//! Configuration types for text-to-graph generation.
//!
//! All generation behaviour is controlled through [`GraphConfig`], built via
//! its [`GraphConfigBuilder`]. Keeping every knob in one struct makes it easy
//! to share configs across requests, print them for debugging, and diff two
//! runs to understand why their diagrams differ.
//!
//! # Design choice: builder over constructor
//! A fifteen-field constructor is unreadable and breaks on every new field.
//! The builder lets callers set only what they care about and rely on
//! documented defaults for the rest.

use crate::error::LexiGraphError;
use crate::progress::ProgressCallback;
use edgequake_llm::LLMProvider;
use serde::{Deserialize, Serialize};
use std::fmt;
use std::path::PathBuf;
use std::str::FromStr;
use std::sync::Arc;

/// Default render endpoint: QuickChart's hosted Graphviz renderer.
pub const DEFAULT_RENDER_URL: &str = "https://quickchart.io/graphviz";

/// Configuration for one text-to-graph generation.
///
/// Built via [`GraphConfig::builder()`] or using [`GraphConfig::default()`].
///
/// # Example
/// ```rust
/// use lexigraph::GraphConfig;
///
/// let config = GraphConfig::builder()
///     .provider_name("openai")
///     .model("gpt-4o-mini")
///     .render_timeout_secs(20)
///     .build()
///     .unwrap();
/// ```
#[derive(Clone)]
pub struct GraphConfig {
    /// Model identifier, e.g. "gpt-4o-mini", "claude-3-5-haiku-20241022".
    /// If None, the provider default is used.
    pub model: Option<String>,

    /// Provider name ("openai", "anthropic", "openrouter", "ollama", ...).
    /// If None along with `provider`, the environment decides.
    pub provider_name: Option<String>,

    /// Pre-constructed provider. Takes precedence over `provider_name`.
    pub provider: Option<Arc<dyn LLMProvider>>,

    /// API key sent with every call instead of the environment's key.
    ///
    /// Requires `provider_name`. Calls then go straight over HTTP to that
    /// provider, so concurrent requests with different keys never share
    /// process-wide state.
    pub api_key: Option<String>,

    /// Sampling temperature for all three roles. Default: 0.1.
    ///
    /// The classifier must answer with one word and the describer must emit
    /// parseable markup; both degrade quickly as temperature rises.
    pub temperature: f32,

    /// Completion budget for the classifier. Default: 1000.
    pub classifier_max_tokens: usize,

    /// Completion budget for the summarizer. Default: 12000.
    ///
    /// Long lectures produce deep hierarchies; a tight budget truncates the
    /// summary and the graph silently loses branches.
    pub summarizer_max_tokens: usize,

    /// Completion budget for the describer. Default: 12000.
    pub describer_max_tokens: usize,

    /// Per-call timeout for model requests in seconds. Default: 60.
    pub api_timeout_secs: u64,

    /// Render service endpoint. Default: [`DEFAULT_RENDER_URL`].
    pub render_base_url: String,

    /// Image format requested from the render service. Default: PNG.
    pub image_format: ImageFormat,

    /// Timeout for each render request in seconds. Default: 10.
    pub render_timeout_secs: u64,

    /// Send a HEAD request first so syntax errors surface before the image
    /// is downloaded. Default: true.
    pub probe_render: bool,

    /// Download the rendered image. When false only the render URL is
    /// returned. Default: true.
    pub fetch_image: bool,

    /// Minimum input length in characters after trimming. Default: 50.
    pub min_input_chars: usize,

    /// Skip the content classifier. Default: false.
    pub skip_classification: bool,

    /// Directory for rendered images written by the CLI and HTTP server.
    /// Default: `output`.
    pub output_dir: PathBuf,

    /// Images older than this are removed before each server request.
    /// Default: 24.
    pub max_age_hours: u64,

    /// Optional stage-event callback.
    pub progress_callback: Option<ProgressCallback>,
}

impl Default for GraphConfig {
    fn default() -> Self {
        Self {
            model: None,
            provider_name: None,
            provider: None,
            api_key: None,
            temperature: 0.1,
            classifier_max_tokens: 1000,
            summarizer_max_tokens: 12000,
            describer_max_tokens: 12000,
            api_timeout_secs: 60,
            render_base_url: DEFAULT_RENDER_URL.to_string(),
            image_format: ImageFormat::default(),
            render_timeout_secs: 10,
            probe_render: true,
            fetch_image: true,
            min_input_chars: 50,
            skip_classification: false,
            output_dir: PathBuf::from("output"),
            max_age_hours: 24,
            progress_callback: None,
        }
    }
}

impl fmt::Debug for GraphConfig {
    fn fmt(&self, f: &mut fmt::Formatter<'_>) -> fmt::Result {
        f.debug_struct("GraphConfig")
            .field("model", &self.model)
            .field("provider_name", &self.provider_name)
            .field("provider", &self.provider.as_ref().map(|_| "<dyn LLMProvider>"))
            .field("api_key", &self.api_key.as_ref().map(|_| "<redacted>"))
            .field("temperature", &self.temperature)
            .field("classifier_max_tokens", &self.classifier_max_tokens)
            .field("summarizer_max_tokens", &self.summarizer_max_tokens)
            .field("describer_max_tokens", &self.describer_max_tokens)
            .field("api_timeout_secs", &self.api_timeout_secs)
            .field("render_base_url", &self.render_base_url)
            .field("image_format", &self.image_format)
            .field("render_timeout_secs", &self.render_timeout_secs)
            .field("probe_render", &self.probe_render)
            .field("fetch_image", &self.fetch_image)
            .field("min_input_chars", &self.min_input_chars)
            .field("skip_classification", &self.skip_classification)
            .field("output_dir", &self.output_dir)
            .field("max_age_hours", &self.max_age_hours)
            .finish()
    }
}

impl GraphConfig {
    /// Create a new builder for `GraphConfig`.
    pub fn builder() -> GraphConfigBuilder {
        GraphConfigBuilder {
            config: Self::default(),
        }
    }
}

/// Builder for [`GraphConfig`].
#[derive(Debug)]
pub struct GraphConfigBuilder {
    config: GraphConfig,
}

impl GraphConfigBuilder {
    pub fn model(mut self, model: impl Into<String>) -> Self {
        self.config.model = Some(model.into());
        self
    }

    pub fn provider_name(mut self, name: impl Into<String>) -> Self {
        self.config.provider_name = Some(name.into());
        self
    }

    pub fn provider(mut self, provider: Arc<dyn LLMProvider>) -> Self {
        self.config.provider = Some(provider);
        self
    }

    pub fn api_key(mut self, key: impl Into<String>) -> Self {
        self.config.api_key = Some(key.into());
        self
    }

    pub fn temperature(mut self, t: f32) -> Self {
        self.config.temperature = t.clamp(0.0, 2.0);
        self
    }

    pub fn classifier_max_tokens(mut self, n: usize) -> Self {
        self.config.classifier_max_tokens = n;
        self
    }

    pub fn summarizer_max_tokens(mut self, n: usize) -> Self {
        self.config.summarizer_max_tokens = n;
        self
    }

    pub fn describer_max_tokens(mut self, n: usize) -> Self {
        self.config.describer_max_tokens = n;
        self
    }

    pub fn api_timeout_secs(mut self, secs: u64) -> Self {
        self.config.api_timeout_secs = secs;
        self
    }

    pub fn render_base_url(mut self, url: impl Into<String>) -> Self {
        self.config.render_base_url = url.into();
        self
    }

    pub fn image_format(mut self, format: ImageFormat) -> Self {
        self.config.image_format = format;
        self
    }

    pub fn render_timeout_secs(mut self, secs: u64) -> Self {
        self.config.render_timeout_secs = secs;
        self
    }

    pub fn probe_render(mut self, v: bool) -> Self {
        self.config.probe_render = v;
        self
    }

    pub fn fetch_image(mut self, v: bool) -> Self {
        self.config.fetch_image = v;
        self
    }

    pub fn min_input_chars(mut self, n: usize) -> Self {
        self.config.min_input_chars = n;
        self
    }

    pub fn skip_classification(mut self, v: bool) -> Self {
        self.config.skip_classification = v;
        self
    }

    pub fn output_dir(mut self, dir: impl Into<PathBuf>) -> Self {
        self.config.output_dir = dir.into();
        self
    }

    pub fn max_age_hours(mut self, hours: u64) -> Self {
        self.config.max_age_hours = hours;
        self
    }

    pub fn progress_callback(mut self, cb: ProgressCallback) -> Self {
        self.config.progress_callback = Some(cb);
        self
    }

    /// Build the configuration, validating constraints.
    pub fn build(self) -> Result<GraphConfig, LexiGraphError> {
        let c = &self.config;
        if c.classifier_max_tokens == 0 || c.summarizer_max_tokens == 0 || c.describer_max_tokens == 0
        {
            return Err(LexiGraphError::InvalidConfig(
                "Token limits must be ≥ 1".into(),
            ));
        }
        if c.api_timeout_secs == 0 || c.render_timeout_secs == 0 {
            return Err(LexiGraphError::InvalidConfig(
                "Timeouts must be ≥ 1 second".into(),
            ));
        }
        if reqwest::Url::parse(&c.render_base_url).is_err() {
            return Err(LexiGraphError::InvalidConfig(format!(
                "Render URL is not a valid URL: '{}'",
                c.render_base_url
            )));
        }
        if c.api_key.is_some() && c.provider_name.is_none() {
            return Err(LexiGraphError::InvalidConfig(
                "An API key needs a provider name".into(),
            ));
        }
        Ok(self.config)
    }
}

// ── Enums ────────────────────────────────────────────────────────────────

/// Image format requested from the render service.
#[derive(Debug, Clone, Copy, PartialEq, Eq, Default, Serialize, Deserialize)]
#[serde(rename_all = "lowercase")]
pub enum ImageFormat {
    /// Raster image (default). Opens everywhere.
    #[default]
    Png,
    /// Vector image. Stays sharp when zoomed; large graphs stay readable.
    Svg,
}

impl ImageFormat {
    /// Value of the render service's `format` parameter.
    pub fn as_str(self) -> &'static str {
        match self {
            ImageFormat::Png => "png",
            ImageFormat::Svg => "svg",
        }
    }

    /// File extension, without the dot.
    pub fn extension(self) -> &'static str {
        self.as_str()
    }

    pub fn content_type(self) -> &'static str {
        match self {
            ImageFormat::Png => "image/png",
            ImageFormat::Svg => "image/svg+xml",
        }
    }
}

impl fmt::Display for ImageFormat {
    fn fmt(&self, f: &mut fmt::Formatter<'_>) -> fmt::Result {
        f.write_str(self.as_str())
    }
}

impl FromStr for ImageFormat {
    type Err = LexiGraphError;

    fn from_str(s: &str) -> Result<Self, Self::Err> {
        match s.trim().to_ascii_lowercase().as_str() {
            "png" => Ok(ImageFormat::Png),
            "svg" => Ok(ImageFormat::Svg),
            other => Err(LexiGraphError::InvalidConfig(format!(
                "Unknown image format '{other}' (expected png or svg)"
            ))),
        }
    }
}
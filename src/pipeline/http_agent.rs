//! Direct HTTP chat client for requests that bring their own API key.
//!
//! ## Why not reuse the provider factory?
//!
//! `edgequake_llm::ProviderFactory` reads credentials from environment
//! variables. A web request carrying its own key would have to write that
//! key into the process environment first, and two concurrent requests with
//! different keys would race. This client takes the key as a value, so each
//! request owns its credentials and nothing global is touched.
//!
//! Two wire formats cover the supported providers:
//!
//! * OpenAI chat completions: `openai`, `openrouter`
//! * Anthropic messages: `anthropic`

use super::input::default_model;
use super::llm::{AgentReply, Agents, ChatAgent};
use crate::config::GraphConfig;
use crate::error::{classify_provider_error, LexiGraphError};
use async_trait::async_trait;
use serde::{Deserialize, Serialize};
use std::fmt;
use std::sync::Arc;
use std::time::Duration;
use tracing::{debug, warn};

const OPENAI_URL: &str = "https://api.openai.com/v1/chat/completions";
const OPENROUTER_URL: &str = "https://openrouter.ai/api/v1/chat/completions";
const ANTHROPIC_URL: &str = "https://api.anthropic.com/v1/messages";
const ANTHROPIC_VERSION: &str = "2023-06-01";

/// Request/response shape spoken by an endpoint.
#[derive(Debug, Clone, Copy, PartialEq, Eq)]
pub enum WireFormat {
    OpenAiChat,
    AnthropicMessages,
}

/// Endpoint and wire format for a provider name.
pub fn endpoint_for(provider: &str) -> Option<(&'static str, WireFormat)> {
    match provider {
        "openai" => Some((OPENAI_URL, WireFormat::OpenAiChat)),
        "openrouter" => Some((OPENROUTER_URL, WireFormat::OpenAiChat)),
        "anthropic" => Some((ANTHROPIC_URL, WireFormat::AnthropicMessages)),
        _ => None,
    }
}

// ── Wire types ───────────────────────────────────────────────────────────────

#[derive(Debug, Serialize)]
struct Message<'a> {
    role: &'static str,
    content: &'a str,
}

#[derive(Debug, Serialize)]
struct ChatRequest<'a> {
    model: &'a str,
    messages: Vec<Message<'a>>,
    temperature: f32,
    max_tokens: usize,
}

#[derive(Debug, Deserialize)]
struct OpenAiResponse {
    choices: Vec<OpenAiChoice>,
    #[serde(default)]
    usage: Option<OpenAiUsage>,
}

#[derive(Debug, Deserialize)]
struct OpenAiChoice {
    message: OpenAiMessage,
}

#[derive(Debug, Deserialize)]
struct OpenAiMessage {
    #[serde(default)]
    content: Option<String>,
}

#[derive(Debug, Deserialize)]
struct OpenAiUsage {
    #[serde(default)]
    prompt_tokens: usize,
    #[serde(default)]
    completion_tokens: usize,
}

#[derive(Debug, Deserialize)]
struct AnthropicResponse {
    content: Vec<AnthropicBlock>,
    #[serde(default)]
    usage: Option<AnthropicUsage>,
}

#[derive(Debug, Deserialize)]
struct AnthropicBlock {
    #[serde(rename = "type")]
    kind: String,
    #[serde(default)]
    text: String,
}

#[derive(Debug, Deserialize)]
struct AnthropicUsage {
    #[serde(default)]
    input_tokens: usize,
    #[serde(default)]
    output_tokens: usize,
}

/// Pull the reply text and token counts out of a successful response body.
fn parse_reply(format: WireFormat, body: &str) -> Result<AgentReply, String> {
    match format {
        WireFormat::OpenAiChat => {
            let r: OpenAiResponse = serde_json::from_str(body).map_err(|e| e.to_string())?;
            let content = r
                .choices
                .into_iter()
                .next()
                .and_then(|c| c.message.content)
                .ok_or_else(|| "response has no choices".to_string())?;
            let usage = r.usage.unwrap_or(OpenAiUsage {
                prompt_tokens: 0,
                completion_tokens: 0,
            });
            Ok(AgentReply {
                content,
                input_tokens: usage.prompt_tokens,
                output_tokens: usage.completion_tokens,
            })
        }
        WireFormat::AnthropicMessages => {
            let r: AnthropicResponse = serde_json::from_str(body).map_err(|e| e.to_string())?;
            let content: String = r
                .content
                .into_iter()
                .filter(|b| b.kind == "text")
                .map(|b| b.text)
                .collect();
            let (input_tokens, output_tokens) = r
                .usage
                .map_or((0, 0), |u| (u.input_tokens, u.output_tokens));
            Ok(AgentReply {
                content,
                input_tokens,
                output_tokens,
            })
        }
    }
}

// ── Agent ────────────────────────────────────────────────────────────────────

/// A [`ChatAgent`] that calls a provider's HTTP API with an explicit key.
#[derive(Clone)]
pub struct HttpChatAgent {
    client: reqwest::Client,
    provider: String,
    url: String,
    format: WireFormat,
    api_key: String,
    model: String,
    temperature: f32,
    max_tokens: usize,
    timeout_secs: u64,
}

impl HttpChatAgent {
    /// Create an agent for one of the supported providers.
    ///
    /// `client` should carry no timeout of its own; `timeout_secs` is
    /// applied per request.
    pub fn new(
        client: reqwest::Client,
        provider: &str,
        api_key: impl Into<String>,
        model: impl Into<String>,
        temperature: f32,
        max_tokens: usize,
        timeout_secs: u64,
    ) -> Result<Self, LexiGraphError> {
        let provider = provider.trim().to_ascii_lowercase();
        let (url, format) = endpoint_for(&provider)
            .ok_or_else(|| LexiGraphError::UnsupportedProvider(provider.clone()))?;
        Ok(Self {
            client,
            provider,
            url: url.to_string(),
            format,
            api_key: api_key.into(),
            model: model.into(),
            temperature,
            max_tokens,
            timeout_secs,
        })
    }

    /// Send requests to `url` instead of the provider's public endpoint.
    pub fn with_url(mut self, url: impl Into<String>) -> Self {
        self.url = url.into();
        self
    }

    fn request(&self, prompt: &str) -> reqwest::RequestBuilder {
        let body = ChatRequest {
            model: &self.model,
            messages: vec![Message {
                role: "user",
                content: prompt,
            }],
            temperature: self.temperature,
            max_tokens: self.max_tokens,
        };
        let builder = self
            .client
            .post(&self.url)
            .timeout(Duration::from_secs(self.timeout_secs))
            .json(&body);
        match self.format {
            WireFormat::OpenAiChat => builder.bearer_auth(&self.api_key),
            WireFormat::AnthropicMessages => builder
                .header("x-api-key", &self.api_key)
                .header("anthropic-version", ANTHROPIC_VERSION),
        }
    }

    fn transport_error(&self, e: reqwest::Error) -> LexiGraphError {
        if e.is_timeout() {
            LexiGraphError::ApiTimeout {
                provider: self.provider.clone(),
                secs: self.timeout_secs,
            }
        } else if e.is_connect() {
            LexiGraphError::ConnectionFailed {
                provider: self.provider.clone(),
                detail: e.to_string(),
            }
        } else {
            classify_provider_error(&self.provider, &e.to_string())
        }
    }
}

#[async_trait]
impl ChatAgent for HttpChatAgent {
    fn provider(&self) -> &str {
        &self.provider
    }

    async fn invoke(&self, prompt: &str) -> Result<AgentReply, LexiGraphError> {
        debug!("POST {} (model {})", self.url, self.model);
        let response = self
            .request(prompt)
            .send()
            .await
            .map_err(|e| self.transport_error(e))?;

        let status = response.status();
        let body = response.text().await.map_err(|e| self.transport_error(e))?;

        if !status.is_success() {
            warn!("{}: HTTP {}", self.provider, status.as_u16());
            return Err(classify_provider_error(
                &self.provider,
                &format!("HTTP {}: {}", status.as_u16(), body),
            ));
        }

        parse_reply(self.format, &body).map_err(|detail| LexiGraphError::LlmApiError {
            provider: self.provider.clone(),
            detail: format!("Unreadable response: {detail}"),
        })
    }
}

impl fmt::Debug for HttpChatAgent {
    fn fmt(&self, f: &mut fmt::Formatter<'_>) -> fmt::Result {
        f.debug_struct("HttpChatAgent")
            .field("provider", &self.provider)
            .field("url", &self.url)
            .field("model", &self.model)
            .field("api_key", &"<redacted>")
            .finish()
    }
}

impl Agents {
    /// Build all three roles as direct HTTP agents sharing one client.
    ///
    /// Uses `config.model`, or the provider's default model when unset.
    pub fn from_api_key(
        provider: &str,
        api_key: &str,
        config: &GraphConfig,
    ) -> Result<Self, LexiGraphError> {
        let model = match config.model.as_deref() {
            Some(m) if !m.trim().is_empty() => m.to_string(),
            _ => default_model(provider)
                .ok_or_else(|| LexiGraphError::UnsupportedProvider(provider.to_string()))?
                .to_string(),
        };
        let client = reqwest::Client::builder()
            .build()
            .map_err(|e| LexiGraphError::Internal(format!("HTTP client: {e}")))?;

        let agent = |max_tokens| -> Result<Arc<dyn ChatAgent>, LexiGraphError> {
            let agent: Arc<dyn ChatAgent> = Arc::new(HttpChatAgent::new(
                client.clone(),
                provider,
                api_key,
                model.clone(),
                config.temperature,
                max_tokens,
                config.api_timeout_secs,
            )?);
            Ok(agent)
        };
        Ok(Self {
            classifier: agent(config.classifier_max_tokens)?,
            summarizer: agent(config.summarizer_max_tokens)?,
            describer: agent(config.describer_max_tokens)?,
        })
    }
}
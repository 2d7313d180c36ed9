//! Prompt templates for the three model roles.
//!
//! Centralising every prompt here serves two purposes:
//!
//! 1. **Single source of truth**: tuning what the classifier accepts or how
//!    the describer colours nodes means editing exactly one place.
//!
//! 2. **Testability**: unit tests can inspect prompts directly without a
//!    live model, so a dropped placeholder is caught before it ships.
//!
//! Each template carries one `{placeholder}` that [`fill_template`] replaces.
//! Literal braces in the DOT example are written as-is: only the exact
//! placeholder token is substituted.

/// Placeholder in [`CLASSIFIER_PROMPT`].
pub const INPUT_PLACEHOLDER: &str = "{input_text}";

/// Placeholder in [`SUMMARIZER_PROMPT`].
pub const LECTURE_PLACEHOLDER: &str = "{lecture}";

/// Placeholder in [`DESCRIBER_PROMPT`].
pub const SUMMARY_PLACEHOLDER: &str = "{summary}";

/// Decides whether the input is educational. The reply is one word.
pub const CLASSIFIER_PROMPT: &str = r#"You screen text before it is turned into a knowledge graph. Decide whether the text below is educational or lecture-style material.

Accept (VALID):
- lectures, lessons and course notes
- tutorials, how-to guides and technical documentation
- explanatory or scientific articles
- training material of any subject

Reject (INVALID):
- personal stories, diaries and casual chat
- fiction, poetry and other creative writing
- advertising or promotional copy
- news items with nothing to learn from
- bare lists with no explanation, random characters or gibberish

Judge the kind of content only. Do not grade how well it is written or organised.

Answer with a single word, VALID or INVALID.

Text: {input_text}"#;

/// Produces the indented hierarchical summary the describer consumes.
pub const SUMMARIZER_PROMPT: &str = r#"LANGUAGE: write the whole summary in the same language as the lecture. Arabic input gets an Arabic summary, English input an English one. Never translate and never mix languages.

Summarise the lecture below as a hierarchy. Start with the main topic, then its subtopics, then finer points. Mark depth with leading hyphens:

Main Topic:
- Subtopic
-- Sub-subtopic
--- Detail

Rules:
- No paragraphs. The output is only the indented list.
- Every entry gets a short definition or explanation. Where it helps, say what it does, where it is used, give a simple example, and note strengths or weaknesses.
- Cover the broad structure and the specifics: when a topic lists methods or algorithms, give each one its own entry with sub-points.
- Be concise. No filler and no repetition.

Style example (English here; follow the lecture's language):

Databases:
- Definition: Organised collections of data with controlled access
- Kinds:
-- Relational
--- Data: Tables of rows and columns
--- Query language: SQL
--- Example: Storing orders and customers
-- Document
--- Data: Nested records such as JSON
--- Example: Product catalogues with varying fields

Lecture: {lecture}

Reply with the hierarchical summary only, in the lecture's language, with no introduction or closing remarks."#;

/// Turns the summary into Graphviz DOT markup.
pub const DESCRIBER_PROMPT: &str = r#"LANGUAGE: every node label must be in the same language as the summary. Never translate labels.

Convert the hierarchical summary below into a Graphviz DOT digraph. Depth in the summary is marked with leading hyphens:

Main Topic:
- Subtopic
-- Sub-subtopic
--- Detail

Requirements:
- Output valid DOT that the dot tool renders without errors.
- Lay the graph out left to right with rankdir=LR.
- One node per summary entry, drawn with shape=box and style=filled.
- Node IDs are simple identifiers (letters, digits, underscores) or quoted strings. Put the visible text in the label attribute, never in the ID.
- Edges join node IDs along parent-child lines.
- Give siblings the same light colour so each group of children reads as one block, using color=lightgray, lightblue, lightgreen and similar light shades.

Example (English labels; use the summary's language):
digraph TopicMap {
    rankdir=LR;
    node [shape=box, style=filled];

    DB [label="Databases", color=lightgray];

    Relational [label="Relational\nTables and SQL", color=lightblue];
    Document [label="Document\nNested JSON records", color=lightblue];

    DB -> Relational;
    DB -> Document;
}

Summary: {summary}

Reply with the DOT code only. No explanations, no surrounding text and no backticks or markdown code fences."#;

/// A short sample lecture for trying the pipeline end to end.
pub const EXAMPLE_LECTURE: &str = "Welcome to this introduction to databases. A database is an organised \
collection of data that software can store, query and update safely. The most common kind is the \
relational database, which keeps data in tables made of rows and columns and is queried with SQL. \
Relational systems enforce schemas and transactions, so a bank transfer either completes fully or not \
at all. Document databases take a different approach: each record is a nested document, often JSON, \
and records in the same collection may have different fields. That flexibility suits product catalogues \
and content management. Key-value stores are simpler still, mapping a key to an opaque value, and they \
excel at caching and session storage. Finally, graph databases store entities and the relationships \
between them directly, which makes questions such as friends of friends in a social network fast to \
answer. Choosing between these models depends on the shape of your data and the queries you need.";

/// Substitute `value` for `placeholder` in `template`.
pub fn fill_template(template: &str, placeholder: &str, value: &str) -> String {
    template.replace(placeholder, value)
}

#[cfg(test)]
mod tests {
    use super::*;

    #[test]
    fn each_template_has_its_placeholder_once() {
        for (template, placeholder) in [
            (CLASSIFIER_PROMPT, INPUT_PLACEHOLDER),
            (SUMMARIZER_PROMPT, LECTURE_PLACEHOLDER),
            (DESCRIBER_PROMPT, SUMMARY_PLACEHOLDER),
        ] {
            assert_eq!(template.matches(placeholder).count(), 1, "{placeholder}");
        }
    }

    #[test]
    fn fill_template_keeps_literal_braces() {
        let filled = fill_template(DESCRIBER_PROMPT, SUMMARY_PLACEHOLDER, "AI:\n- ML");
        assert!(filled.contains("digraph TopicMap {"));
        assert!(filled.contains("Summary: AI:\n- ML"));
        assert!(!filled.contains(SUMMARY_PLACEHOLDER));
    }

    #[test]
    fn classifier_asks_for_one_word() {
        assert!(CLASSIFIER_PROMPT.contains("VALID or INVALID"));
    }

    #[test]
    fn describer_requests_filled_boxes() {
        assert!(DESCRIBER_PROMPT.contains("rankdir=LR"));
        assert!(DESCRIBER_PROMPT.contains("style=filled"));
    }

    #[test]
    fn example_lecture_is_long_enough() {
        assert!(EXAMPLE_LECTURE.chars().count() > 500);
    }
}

■ PROBLEM TO WORK ON
Restate the entries above word for word, beginning with their first line and ending with the line holding "every new field."; omit everything else.

■ OUTPUT OF THE EXERCISE
//! Configuration types for text-to-graph generation.
//!
//! All generation behaviour is controlled through [`GraphConfig`], built via
//! its [`GraphConfigBuilder`]. Keeping every knob in one struct makes it easy
//! to share configs across requests, print them for debugging, and diff two
//! runs to understand why their diagrams differ.
//!
//! # Design choice: builder over constructor
//! A fifteen-field constructor is unreadable and breaks on every new field.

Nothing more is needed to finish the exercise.